Segment Start: PROVIDED DATA

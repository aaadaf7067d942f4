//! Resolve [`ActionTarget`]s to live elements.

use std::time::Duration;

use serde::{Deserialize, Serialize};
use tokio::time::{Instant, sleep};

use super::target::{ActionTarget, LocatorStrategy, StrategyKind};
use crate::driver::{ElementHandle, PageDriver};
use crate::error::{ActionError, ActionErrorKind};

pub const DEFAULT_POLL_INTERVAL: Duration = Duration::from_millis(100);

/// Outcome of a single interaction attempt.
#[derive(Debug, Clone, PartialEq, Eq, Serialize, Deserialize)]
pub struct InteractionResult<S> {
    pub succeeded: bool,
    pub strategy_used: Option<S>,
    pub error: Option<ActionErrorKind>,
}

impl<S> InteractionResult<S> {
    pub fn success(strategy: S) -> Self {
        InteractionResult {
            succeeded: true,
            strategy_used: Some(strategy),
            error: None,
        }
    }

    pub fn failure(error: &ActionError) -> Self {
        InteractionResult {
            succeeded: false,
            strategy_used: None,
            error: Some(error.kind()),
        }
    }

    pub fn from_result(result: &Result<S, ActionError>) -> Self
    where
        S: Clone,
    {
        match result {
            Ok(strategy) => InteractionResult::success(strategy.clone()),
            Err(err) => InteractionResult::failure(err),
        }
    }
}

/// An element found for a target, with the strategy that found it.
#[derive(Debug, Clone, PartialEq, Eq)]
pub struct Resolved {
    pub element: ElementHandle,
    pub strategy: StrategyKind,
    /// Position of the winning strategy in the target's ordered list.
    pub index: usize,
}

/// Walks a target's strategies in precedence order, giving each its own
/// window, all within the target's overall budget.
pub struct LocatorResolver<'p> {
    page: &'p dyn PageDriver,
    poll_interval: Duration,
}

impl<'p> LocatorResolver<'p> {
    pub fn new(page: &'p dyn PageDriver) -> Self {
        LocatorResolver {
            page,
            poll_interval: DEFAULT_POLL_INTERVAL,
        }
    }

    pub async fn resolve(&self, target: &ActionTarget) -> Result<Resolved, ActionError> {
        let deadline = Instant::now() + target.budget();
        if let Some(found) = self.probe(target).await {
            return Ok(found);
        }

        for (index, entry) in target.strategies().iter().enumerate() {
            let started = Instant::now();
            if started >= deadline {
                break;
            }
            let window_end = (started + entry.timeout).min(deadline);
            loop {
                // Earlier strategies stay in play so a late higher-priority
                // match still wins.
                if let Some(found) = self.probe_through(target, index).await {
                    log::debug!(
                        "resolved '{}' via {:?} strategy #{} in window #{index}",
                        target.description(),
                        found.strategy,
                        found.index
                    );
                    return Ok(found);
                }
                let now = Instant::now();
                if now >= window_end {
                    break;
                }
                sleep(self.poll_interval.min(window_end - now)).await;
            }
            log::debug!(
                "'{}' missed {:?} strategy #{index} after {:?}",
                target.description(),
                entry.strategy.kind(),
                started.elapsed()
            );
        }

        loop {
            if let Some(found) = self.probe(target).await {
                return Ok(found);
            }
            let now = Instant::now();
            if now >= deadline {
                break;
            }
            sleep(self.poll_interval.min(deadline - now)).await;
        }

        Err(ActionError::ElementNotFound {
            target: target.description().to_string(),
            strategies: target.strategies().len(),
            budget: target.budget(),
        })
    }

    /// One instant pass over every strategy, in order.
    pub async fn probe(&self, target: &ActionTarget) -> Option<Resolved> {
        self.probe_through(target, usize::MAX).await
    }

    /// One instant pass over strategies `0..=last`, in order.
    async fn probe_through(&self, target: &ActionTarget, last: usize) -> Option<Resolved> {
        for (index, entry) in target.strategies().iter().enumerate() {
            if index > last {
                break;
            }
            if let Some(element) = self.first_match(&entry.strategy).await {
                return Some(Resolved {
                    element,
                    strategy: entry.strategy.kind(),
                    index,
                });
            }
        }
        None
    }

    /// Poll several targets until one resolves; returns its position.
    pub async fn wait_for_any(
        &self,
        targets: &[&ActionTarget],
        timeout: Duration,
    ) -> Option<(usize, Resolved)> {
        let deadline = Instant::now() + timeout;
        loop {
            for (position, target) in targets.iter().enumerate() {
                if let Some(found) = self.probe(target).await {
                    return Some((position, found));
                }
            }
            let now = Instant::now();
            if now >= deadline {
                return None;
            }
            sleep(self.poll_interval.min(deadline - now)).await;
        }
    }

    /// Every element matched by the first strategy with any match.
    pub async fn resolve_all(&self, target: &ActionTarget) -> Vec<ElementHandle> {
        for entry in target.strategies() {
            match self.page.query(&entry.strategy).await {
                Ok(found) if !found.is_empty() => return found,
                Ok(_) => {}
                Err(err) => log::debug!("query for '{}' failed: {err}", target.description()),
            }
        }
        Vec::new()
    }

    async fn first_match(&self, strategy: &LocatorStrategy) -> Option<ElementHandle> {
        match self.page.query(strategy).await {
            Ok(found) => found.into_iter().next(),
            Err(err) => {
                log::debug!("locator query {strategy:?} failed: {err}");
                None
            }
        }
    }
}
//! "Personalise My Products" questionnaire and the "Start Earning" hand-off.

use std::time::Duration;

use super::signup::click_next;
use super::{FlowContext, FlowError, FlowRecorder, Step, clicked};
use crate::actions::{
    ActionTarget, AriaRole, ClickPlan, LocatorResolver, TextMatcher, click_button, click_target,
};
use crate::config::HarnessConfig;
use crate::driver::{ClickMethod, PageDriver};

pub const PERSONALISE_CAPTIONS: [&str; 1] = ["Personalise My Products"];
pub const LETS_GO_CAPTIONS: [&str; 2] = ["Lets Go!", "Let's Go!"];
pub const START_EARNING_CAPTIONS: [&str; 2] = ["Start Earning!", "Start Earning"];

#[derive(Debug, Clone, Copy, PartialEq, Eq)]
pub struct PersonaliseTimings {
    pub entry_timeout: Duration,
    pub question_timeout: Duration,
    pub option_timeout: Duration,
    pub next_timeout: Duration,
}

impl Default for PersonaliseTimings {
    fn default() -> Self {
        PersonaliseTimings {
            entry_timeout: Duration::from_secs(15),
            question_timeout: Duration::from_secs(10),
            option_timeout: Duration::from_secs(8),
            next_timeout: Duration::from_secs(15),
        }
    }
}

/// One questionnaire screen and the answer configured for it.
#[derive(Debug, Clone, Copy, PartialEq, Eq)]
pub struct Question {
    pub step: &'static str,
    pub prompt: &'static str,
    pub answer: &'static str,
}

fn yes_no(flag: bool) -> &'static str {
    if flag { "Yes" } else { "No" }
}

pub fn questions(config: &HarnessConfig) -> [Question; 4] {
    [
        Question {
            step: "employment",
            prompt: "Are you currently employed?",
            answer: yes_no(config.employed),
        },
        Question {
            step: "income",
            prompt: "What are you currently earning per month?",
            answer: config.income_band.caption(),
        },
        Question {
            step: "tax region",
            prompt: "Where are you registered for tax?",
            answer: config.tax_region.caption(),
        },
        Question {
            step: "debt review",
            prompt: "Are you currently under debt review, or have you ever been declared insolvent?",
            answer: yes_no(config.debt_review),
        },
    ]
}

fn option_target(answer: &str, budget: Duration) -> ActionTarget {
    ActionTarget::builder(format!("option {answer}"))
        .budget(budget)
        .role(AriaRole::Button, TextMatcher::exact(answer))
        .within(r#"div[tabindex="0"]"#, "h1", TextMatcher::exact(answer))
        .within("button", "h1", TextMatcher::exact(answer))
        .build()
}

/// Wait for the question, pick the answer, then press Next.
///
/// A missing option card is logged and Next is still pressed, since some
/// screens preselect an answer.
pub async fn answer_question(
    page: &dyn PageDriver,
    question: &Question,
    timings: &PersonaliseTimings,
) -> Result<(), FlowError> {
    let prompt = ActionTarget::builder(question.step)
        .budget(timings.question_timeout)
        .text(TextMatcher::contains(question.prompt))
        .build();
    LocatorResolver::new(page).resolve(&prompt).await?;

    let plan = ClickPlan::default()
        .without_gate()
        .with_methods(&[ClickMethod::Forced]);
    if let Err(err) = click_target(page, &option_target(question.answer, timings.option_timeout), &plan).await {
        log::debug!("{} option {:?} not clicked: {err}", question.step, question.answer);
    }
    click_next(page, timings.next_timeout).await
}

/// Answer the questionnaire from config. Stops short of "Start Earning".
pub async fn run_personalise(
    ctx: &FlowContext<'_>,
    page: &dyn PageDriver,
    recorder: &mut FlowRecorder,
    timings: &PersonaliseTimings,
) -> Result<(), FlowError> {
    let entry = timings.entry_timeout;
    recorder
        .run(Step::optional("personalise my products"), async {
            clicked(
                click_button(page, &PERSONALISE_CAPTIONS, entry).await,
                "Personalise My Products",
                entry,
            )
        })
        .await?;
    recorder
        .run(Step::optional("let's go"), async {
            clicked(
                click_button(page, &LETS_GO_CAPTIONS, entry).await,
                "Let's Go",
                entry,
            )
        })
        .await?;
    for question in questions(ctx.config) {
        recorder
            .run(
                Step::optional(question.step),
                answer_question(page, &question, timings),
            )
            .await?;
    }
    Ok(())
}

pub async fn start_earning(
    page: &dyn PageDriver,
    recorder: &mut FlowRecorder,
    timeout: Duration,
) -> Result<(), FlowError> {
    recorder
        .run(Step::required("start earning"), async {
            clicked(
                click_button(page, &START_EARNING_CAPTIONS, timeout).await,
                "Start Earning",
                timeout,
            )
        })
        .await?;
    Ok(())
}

Segment End: PROVIDED DATA

:: PROBLEM REQUIREMENTS ::
Taking the records above, retype every line from the one with "pub async fn resolve(&self, target: &ActionTarget)" down to the one with "let started = Instant::now();", exactly and with nothing else.

:: TASK ANSWER ::
    pub async fn resolve(&self, target: &ActionTarget) -> Result<Resolved, ActionError> {
        let deadline = Instant::now() + target.budget();
        if let Some(found) = self.probe(target).await {
            return Ok(found);
        }

        for (index, entry) in target.strategies().iter().enumerate() {
            let started = Instant::now();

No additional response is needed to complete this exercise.